It has been defined in the Indian evidence Act (1872).

Two types of evidence

  • Oral evidence
    • All statements which the court permits or required to be made before it by witness in relation to matters of fact under enquiry. Oral evidence in the evidence of a witness who has seen, heard or perceived an event. Oral evidence is more important than documentary.
  • Documentary Evidence
    • All documents produced for the inspection of the court. It includes
      • Certificates,
      • Vetero – legal reports,
      • Examination of exhibits,
      • Electronic records. 
  • Certificates
    • Simple forms of evidence usually, certifying health, soundness, death etc. of the animals.
    • It should be carefully written with sense of responsibility for the opinion expressed in them.
    • It will not be accepted in the court of law unless issued by a qualified veterinarian who has registered in the State Veterinary Council Act.
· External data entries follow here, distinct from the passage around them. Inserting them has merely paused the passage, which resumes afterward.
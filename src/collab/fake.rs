//! In-memory collaborators.
//!
//! [`NoMetadata`] and [`NoProbe`] stand in for tools that are disabled or
//! missing. [`StaticDates`] and [`StaticProbe`] answer from fixed tables.

use std::collections::HashMap;
use std::path::{Path, PathBuf};

use chrono::NaiveDateTime;

use super::{CaptureDateSource, CollaboratorError, VideoProbe, VideoSignature};

/// Capture-date source that is never available.
#[derive(Debug, Default, Clone, Copy)]
pub struct NoMetadata;

impl CaptureDateSource for NoMetadata {
    fn name(&self) -> &str {
        "metadata"
    }

    fn is_available(&self) -> bool {
        false
    }

    fn captured_dates(
        &self,
        _paths: &[PathBuf],
    ) -> Result<HashMap<PathBuf, NaiveDateTime>, CollaboratorError> {
        Ok(HashMap::new())
    }
}

/// Video probe that is never available.
#[derive(Debug, Default, Clone, Copy)]
pub struct NoProbe;

impl VideoProbe for NoProbe {
    fn name(&self) -> &str {
        "video probe"
    }

    fn is_available(&self) -> bool {
        false
    }

    fn probe(&self, _path: &Path) -> Result<Option<VideoSignature>, CollaboratorError> {
        Ok(None)
    }
}

/// Capture dates from a fixed table.
#[derive(Debug, Default, Clone)]
pub struct StaticDates {
    dates: HashMap<PathBuf, NaiveDateTime>,
}

impl StaticDates {
    /// Build from `(path, date)` pairs.
    pub fn new<P, I>(entries: I) -> Self
    where
        P: Into<PathBuf>,
        I: IntoIterator<Item = (P, NaiveDateTime)>,
    {
        Self {
            dates: entries.into_iter().map(|(p, d)| (p.into(), d)).collect(),
        }
    }
}

impl CaptureDateSource for StaticDates {
    fn name(&self) -> &str {
        "static dates"
    }

    fn is_available(&self) -> bool {
        true
    }

    fn captured_dates(
        &self,
        paths: &[PathBuf],
    ) -> Result<HashMap<PathBuf, NaiveDateTime>, CollaboratorError> {
        Ok(paths
            .iter()
            .filter_map(|p| self.dates.get(p).map(|d| (p.clone(), *d)))
            .collect())
    }
}

/// Video signatures from a fixed table.
#[derive(Debug, Default, Clone)]
pub struct StaticProbe {
    signatures: HashMap<PathBuf, VideoSignature>,
}

impl StaticProbe {
    /// Build from `(path, signature)` pairs.
    pub fn new<P, I>(entries: I) -> Self
    where
        P: Into<PathBuf>,
        I: IntoIterator<Item = (P, VideoSignature)>,
    {
        Self {
            signatures: entries.into_iter().map(|(p, s)| (p.into(), s)).collect(),
        }
    }
}

impl VideoProbe for StaticProbe {
    fn name(&self) -> &str {
        "static probe"
    }

    fn is_available(&self) -> bool {
        true
    }

    fn probe(&self, path: &Path) -> Result<Option<VideoSignature>, CollaboratorError> {
        Ok(self.signatures.get(path).cloned())
    }
}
    • Death certificate should contain identification of the animal and causes of death.
    • Certificates should be given promptly only after seeing the dead animal himself.
  • Vetero legal reports
    • Documents prepared by veterinarian in obedience to demand by an authorized police officer or a magistrate referred to chiefly in criminal cases.
    • It may be passed to the higher courts and placed in the hands of pleaders.
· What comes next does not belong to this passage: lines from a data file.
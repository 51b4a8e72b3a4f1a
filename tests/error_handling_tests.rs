//! End-to-end tests for exit codes and error reporting.
//!
//! Every run disables the external tools and uses an empty configuration
//! file so results do not depend on the machine running the tests.

use clap::Parser;
use mediadupe::checkpoint::{Checkpoint, CHECKPOINT_FILE_NAME};
use mediadupe::cli::Cli;
use mediadupe::duplicates::DuplicateFinder;
use mediadupe::error::{ExitCode, StructuredError};
use mediadupe::output::{ACTIONS_JSONL, ACTIONS_TEXT, NEAR_TEXT, SCAN_JSONL, SCAN_TEXT};
use mediadupe::resolve::{plan_action, ResolveConfig};
use std::fs;
use std::path::Path;
use tempfile::{tempdir, TempDir};

fn run(args: &[&str]) -> anyhow::Result<ExitCode> {
    let config_dir = tempdir().unwrap();
    let config = config_dir.path().join("config.toml");
    fs::write(&config, "").unwrap();

    let mut argv = vec!["mediadupe", "--quiet", "--config", config.to_str().unwrap()];
    argv.extend_from_slice(args);
    let cli = Cli::try_parse_from(argv).unwrap();
    mediadupe::run_app(cli)
}

fn tools_off<'a>(args: &[&'a str]) -> Vec<&'a str> {
    let mut all = args.to_vec();
    all.extend_from_slice(&["--metadata", "disabled", "--probe", "disabled"]);
    all
}

fn with_duplicates() -> TempDir {
    let dir = tempdir().unwrap();
    fs::write(dir.path().join("a.jpg"), b"duplicate").unwrap();
    fs::write(dir.path().join("b.jpg"), b"duplicate").unwrap();
    fs::write(dir.path().join("c.jpg"), b"different").unwrap();
    dir
}

fn path_str(path: &Path) -> &str {
    path.to_str().unwrap()
}

#[test]
fn test_exit_code_no_duplicates() {
    let dir = tempdir().unwrap();
    fs::write(dir.path().join("only.jpg"), b"unique").unwrap();

    let code = run(&tools_off(&["scan", path_str(dir.path())])).unwrap();
    assert_eq!(code, ExitCode::NoDuplicates);
    assert_eq!(code.as_i32(), 2);
    assert!(dir.path().join(SCAN_TEXT).exists());
    assert!(dir.path().join(NEAR_TEXT).exists());
}

#[test]
fn test_scan_success_writes_reports_and_touches_nothing() {
    let dir = with_duplicates();

    let code = run(&tools_off(&["scan", path_str(dir.path())])).unwrap();
    assert_eq!(code, ExitCode::Success);

    for name in ["a.jpg", "b.jpg", "c.jpg"] {
        assert!(dir.path().join(name).exists());
    }
    let jsonl = fs::read_to_string(dir.path().join(SCAN_JSONL)).unwrap();
    assert!(jsonl.lines().count() >= 1);
    assert!(!dir.path().join(CHECKPOINT_FILE_NAME).exists());
}

#[test]
fn test_resolve_quarantines_and_logs_actions() {
    let dir = with_duplicates();
    let report_dir = tempdir().unwrap();

    let code = run(&tools_off(&[
        "resolve",
        path_str(dir.path()),
        "--report-dir",
        path_str(report_dir.path()),
    ]))
    .unwrap();
    assert_eq!(code, ExitCode::Success);

    let remaining = ["a.jpg", "b.jpg"]
        .iter()
        .filter(|n| dir.path().join(n).exists())
        .count();
    assert_eq!(remaining, 1);
    assert!(dir.path().join("c.jpg").exists());
    assert!(report_dir.path().join(ACTIONS_TEXT).exists());
    assert!(report_dir.path().join(ACTIONS_JSONL).exists());
    assert!(!dir.path().join(CHECKPOINT_FILE_NAME).exists());

    // Rerun finds nothing left to do
    let code = run(&tools_off(&["resolve", path_str(dir.path())])).unwrap();
    assert_eq!(code, ExitCode::NoDuplicates);
}

#[test]
fn test_resolve_dry_run_keeps_files() {
    let dir = with_duplicates();

    let code = run(&tools_off(&["resolve", path_str(dir.path()), "--dry-run"])).unwrap();
    assert_eq!(code, ExitCode::Success);
    assert!(dir.path().join("a.jpg").exists());
    assert!(dir.path().join("b.jpg").exists());
    let quarantined = fs::read_dir(dir.path())
        .unwrap()
        .filter_map(Result::ok)
        .any(|e| e.file_name().to_string_lossy().starts_with("_quarantine_"));
    assert!(!quarantined);
}

#[test]
fn test_delete_requires_confirmation() {
    let dir = with_duplicates();

    let err = run(&tools_off(&["resolve", path_str(dir.path()), "--mode", "delete"])).unwrap_err();
    assert_eq!(ExitCode::for_error(&err), ExitCode::ConfigError);
    assert!(dir.path().join("a.jpg").exists());
    assert!(dir.path().join("b.jpg").exists());
    assert!(!dir.path().join(CHECKPOINT_FILE_NAME).exists());

    let code = run(&tools_off(&[
        "resolve",
        path_str(dir.path()),
        "--mode",
        "delete",
        "--confirm-permanent-delete",
    ]))
    .unwrap();
    assert_eq!(code, ExitCode::Success);
    assert_ne!(
        dir.path().join("a.jpg").exists(),
        dir.path().join("b.jpg").exists()
    );
}

#[test]
fn test_missing_target_is_config_error() {
    let dir = tempdir().unwrap();
    let missing = dir.path().join("nope");

    let err = run(&tools_off(&["scan", path_str(&missing)])).unwrap_err();
    let code = ExitCode::for_error(&err);
    assert_eq!(code, ExitCode::ConfigError);
    assert_eq!(code.code_prefix(), "MD005");
}

#[test]
fn test_invalid_config_value_is_config_error() {
    let dir = with_duplicates();
    let err = run(&tools_off(&["scan", path_str(dir.path()), "--io-threads", "0"])).unwrap_err();
    assert_eq!(ExitCode::for_error(&err), ExitCode::ConfigError);
}

#[test]
fn test_corrupt_checkpoint_exit_code() {
    let dir = with_duplicates();
    fs::write(dir.path().join(CHECKPOINT_FILE_NAME), "garbage\n").unwrap();

    let err = run(&tools_off(&["resolve", path_str(dir.path())])).unwrap_err();
    let code = ExitCode::for_error(&err);
    assert_eq!(code, ExitCode::CheckpointCorruption);
    assert_eq!(code.as_i32(), 4);
    assert!(dir.path().join("a.jpg").exists());
    assert!(dir.path().join("b.jpg").exists());

    let structured = StructuredError::new(&err, code);
    assert_eq!(structured.code, "MD004");
    assert!(!structured.interrupted);

    let code = run(&tools_off(&[
        "resolve",
        path_str(dir.path()),
        "--discard-checkpoint",
    ]))
    .unwrap();
    assert_eq!(code, ExitCode::Success);
}

#[test]
fn test_stale_intent_converges_and_checkpoint_is_removed() {
    let dir = tempdir().unwrap();
    let root = fs::canonicalize(dir.path()).unwrap();
    for (name, secs) in [("a.jpg", 1_000_000), ("b.jpg", 2_000_000), ("c.jpg", 3_000_000)] {
        let path = root.join(name);
        fs::write(&path, b"duplicate").unwrap();
        filetime::set_file_mtime(&path, filetime::FileTime::from_unix_time(secs, 0)).unwrap();
    }
    let groups = DuplicateFinder::with_defaults()
        .find_duplicates(&root)
        .unwrap()
        .groups;
    {
        let cp = Checkpoint::load_or_init(&Checkpoint::default_path(&root), &root).unwrap();
        let config = ResolveConfig::quarantine(&root, cp.run_id());
        let action = plan_action(&groups[0], &config.disposition).unwrap();
        assert_eq!(action.keeper, root.join("a.jpg"));
        cp.record_intent(&action.group, &action).unwrap();
    }
    // the recorded keeper disappears before the resumed run
    fs::remove_file(root.join("a.jpg")).unwrap();

    let code = run(&tools_off(&["resolve", path_str(&root)])).unwrap();
    assert_eq!(code, ExitCode::Success);
    assert!(!root.join(CHECKPOINT_FILE_NAME).exists());
    assert!(root.join("b.jpg").exists());
    assert!(!root.join("c.jpg").exists());

    let code = run(&tools_off(&["resolve", path_str(&root)])).unwrap();
    assert_eq!(code, ExitCode::NoDuplicates);
}

#[test]
fn test_no_checkpoint_flag() {
    let dir = with_duplicates();
    let code = run(&tools_off(&["scan", path_str(dir.path()), "--no-checkpoint"])).unwrap();
    assert_eq!(code, ExitCode::Success);
    assert!(!dir.path().join(CHECKPOINT_FILE_NAME).exists());
}

#[test]
fn test_status_without_and_with_checkpoint() {
    let dir = with_duplicates();
    let code = run(&["status", path_str(dir.path())]).unwrap();
    assert_eq!(code, ExitCode::Success);

    let root = fs::canonicalize(dir.path()).unwrap();
    let cp = Checkpoint::load_or_init(&Checkpoint::default_path(&root), &root).unwrap();
    cp.commit("prehash:x".to_string(), "00".to_string()).unwrap();
    drop(cp);

    let code = run(&["status", path_str(dir.path())]).unwrap();
    assert_eq!(code, ExitCode::Success);
    assert!(root.join(CHECKPOINT_FILE_NAME).exists());
}

#[cfg(unix)]
#[test]
fn test_unreadable_file_is_partial_success() {
    use std::os::unix::fs::PermissionsExt;

    let dir = with_duplicates();
    let locked = dir.path().join("locked.jpg");
    fs::write(&locked, b"cannot read").unwrap();
    fs::set_permissions(&locked, fs::Permissions::from_mode(0o000)).unwrap();
    if fs::read(&locked).is_ok() {
        // running as root
        return;
    }

    // same size as the locked file so it reaches the hashing stage
    fs::write(dir.path().join("other.jpg"), b"readable!!!").unwrap();
    let code = run(&tools_off(&["scan", path_str(dir.path())])).unwrap();
    fs::set_permissions(&locked, fs::Permissions::from_mode(0o644)).unwrap();
    assert_eq!(code, ExitCode::PartialSuccess);

    fs::set_permissions(&locked, fs::Permissions::from_mode(0o000)).unwrap();
    let result = run(&tools_off(&["scan", path_str(dir.path()), "--strict"]));
    fs::set_permissions(&locked, fs::Permissions::from_mode(0o644)).unwrap();
    assert!(result.is_err());
}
  • Examination of Exhibits
    • Articles weapons etc. sent for examination should be described fully to facilitate their identification in the Court later on.
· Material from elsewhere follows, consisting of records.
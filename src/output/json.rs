//! JSON Lines records for the machine-readable reports.
//!
//! Each report starts with a `run` record followed by one record per group,
//! file or candidate. Every line is a standalone JSON object tagged with
//! `type`.
//!
//! # Scan report
//!
//! ```json
//! {"type":"run","run_id":"20240101_120000","time":"2024-01-01 12:00:00","root":"/photos","recursive":true,"indexed_files":120,"total_size":1048576}
//! {"type":"group","id":"4-ab12..","digest":"ab12..","size":4,"members":[{"path":"/photos/a.jpg","sidecars":[],"captured":null,"mtime":1700000000}],"potential_savings":4}
//! {"type":"summary","duplicate_groups":1,"duplicate_files":1,"reclaimable_space":4,"errors":0}
//! ```

use std::path::PathBuf;

use serde::Serialize;

use super::ReportContext;
use crate::duplicates::{DuplicateGroup, NearDuplicateReport, ScanOutcome, SkipReason};
use crate::resolve::{ActionKind, FileStatus, KeeperReason, ResolveSummary};

/// One member of a group.
#[derive(Debug, Clone, Serialize)]
pub struct MemberLine {
    /// Primary path
    pub path: PathBuf,
    /// Sidecar paths
    pub sidecars: Vec<PathBuf>,
    /// Capture date, if known
    pub captured: Option<String>,
    /// Modification time, seconds since the epoch
    pub mtime: u64,
}

/// A line of the scan report.
#[derive(Debug, Clone, Serialize)]
#[serde(tag = "type", rename_all = "snake_case")]
pub enum ScanLine {
    /// Run header
    Run {
        /// Run identifier
        run_id: String,
        /// Generation time
        time: String,
        /// Target root
        root: PathBuf,
        /// Subdirectories scanned
        recursive: bool,
        /// Primaries indexed
        indexed_files: usize,
        /// Bytes indexed
        total_size: u64,
    },
    /// A duplicate group
    Group {
        /// Group identifier
        id: String,
        /// Full digest
        digest: String,
        /// Size of each primary
        size: u64,
        /// Members, by path
        members: Vec<MemberLine>,
        /// Bytes freed by keeping one member
        potential_savings: u64,
    },
    /// A sidecar without a primary
    Orphan {
        /// Sidecar path
        path: PathBuf,
    },
    /// Totals
    Summary {
        /// Groups found
        duplicate_groups: usize,
        /// Files beyond one per group
        duplicate_files: usize,
        /// Bytes freed by keeping one member per group
        reclaimable_space: u64,
        /// Files that could not be read
        errors: usize,
    },
}

impl ScanLine {
    fn group(group: &DuplicateGroup) -> Self {
        Self::Group {
            id: group.key.id(),
            digest: group.digest_hex(),
            size: group.size(),
            members: group
                .members
                .iter()
                .map(|m| MemberLine {
                    path: m.primary.path.clone(),
                    sidecars: m.sidecars.iter().map(|s| s.path.clone()).collect(),
                    captured: m.primary.captured.map(|d| d.to_string()),
                    mtime: m.primary.modified_secs(),
                })
                .collect(),
            potential_savings: group.wasted_space(),
        }
    }
}

/// Groups ordered by member count, largest first; ties keep key order.
pub(crate) fn ordered_groups(groups: &[DuplicateGroup]) -> Vec<&DuplicateGroup> {
    let mut ordered: Vec<&DuplicateGroup> = groups.iter().collect();
    ordered.sort_by(|a, b| b.len().cmp(&a.len()));
    ordered
}

/// Records of the scan report.
#[must_use]
pub fn scan_lines(outcome: &ScanOutcome, context: &ReportContext) -> Vec<ScanLine> {
    let summary = &outcome.summary;
    let mut lines = vec![ScanLine::Run {
        run_id: context.run_id.clone(),
        time: context.timestamp(),
        root: context.root.clone(),
        recursive: context.recursive,
        indexed_files: summary.total_files,
        total_size: summary.total_size,
    }];
    lines.extend(ordered_groups(&outcome.groups).into_iter().map(ScanLine::group));
    lines.extend(outcome.orphans.iter().map(|o| ScanLine::Orphan {
        path: o.path.clone(),
    }));
    lines.push(ScanLine::Summary {
        duplicate_groups: outcome.groups.len(),
        duplicate_files: outcome.groups.iter().map(DuplicateGroup::duplicate_count).sum(),
        reclaimable_space: outcome.groups.iter().map(DuplicateGroup::wasted_space).sum(),
        errors: summary.scan_errors.len(),
    });
    lines
}

/// A line of the action log.
#[derive(Debug, Clone, Serialize)]
#[serde(tag = "type", rename_all = "snake_case")]
pub enum ActionLine {
    /// Run header
    Run {
        /// Run identifier
        run_id: String,
        /// Generation time
        time: String,
        /// Resolution mode
        mode: String,
        /// Nothing was touched
        dry_run: bool,
    },
    /// One group's action
    Group {
        /// Group identifier
        group: String,
        /// Action kind
        kind: ActionKind,
        /// Kept primary
        keeper: PathBuf,
        /// Rule that chose the keeper
        keeper_reason: KeeperReason,
        /// Every file reached its planned state
        completed: bool,
        /// Executed from a recorded intent
        replayed: bool,
        /// Recorded intent dropped and planned again from the current scan
        #[serde(skip_serializing_if = "std::ops::Not::not")]
        abandoned: bool,
        /// First error
        error: Option<String>,
    },
    /// One file's result
    File {
        /// Group identifier
        group: String,
        /// Original location
        source: PathBuf,
        /// Quarantine location
        destination: Option<PathBuf>,
        /// Size in bytes
        size: u64,
        /// Result label, e.g. `moved` or `failed`
        status: &'static str,
        /// Error of a failed file
        error: Option<String>,
    },
}

/// Records of the action log.
#[must_use]
pub fn action_lines(summary: &ResolveSummary, mode: &str, context: &ReportContext) -> Vec<ActionLine> {
    let mut lines = vec![ActionLine::Run {
        run_id: context.run_id.clone(),
        time: context.timestamp(),
        mode: mode.to_string(),
        dry_run: summary.dry_run,
    }];
    for record in &summary.records {
        let (action, outcome) = (&record.action, &record.outcome);
        lines.push(ActionLine::Group {
            group: action.group.clone(),
            kind: action.kind,
            keeper: action.keeper.clone(),
            keeper_reason: action.keeper_reason,
            completed: outcome.completed,
            replayed: outcome.replayed,
            abandoned: outcome.abandoned,
            error: outcome.error.clone(),
        });
        lines.extend(outcome.files.iter().map(|f| ActionLine::File {
            group: action.group.clone(),
            source: f.source.clone(),
            destination: f.destination.clone(),
            size: f.size,
            status: f.status.label(),
            error: match &f.status {
                FileStatus::Failed { error } => Some(error.clone()),
                _ => None,
            },
        }));
    }
    lines
}

/// A line of the near-duplicate report.
#[derive(Debug, Clone, Serialize)]
#[serde(tag = "type", rename_all = "snake_case")]
pub enum NearLine {
    /// Run header
    Run {
        /// Run identifier
        run_id: String,
        /// Generation time
        time: String,
        /// Videos considered
        input_videos: usize,
        /// Videos with a signature
        probed: usize,
        /// Set when the stage did not run
        skipped: Option<SkipReason>,
    },
    /// One candidate pair
    Candidate {
        /// First video
        first: PathBuf,
        /// Second video
        second: PathBuf,
        /// First duration in milliseconds
        first_duration_ms: u64,
        /// Second duration in milliseconds
        second_duration_ms: u64,
        /// Duration difference in milliseconds
        delta_ms: u64,
        /// First codec
        first_codec: Option<String>,
        /// Second codec
        second_codec: Option<String>,
        /// Both codecs known and equal
        same_codec: bool,
    },
}

fn millis(secs: f64) -> u64 {
    (secs * 1000.0).round().max(0.0) as u64
}

/// Records of the near-duplicate report.
#[must_use]
pub fn near_lines(report: &NearDuplicateReport, context: &ReportContext) -> Vec<NearLine> {
    let mut lines = vec![NearLine::Run {
        run_id: context.run_id.clone(),
        time: context.timestamp(),
        input_videos: report.input_videos,
        probed: report.probed,
        skipped: report.skipped,
    }];
    lines.extend(report.candidates.iter().map(|c| NearLine::Candidate {
        first: c.first.set.primary.path.clone(),
        second: c.second.set.primary.path.clone(),
        first_duration_ms: millis(c.first.signature.duration_secs),
        second_duration_ms: millis(c.second.signature.duration_secs),
        delta_ms: millis(c.duration_delta()),
        first_codec: c.first.signature.codec.clone(),
        second_codec: c.second.signature.codec.clone(),
        same_codec: c.same_codec(),
    }));
    lines
}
    • They should be labelled and returned to the police officer or a magistrate in a sealed cover.
    • Articles to be sent to the Chemical Examiner should be kept in the custody of veterinary officer.
  • Electronic records
    • Any information contained in electronic record which in printed on a paper, stored, recorded in optical or magnetic media produced by a computer shall be deemed to be also a document.

The evidence in recorded in the following manner:

  • Examination – in - chief
    • First examination of a witness by party who calls him. If the witness is summoned by a private party, he is at first examined by the pleader of the party.
    • Cross – Examination:
    • Held by the counsel for the accused who tries to elicit facts.
    • Leading questions are permissible.
  • Leading questions
    • Any question suggesting the answer which the person putting it wishes or expects to receive.
    • Leading questions are not asked in an examination- in-chief or in a re-examination except with the permission of the court.
    • In cross examination, he may be asked any question which tends to test his veracity.
    • Discover who he is and what his position in life is shake his credit by injuring his character. Although the answer to such question might tend to directly or indirectly to incriminate him, or might expose or tend to directly or indirectly to expose him to a penalty or forfeiture.
  •  Re-examination
    • The counsel who conducts the examination- in- chief has the right of re-examination of the written to explain any misunderstanding occurred during cross-examination the adverse party may further cross examine upon this matter.
  • Question put by the judge
    • The judge may also put questions inorder to discover or to obtain proper proof of relevant facts or may order the production of any document or thing.
    • The witness may refresh his memory by referring to any writing made by himself at the time of the transaction concerning.
    • The witness may also refer to any such writing made by any other person, and read by the witness within the time aforesaid.
    • A witness may refresh his memory by reference to any document, he may, with the permission of court.
    • An expert may refresh his memory by reference to professional treatise.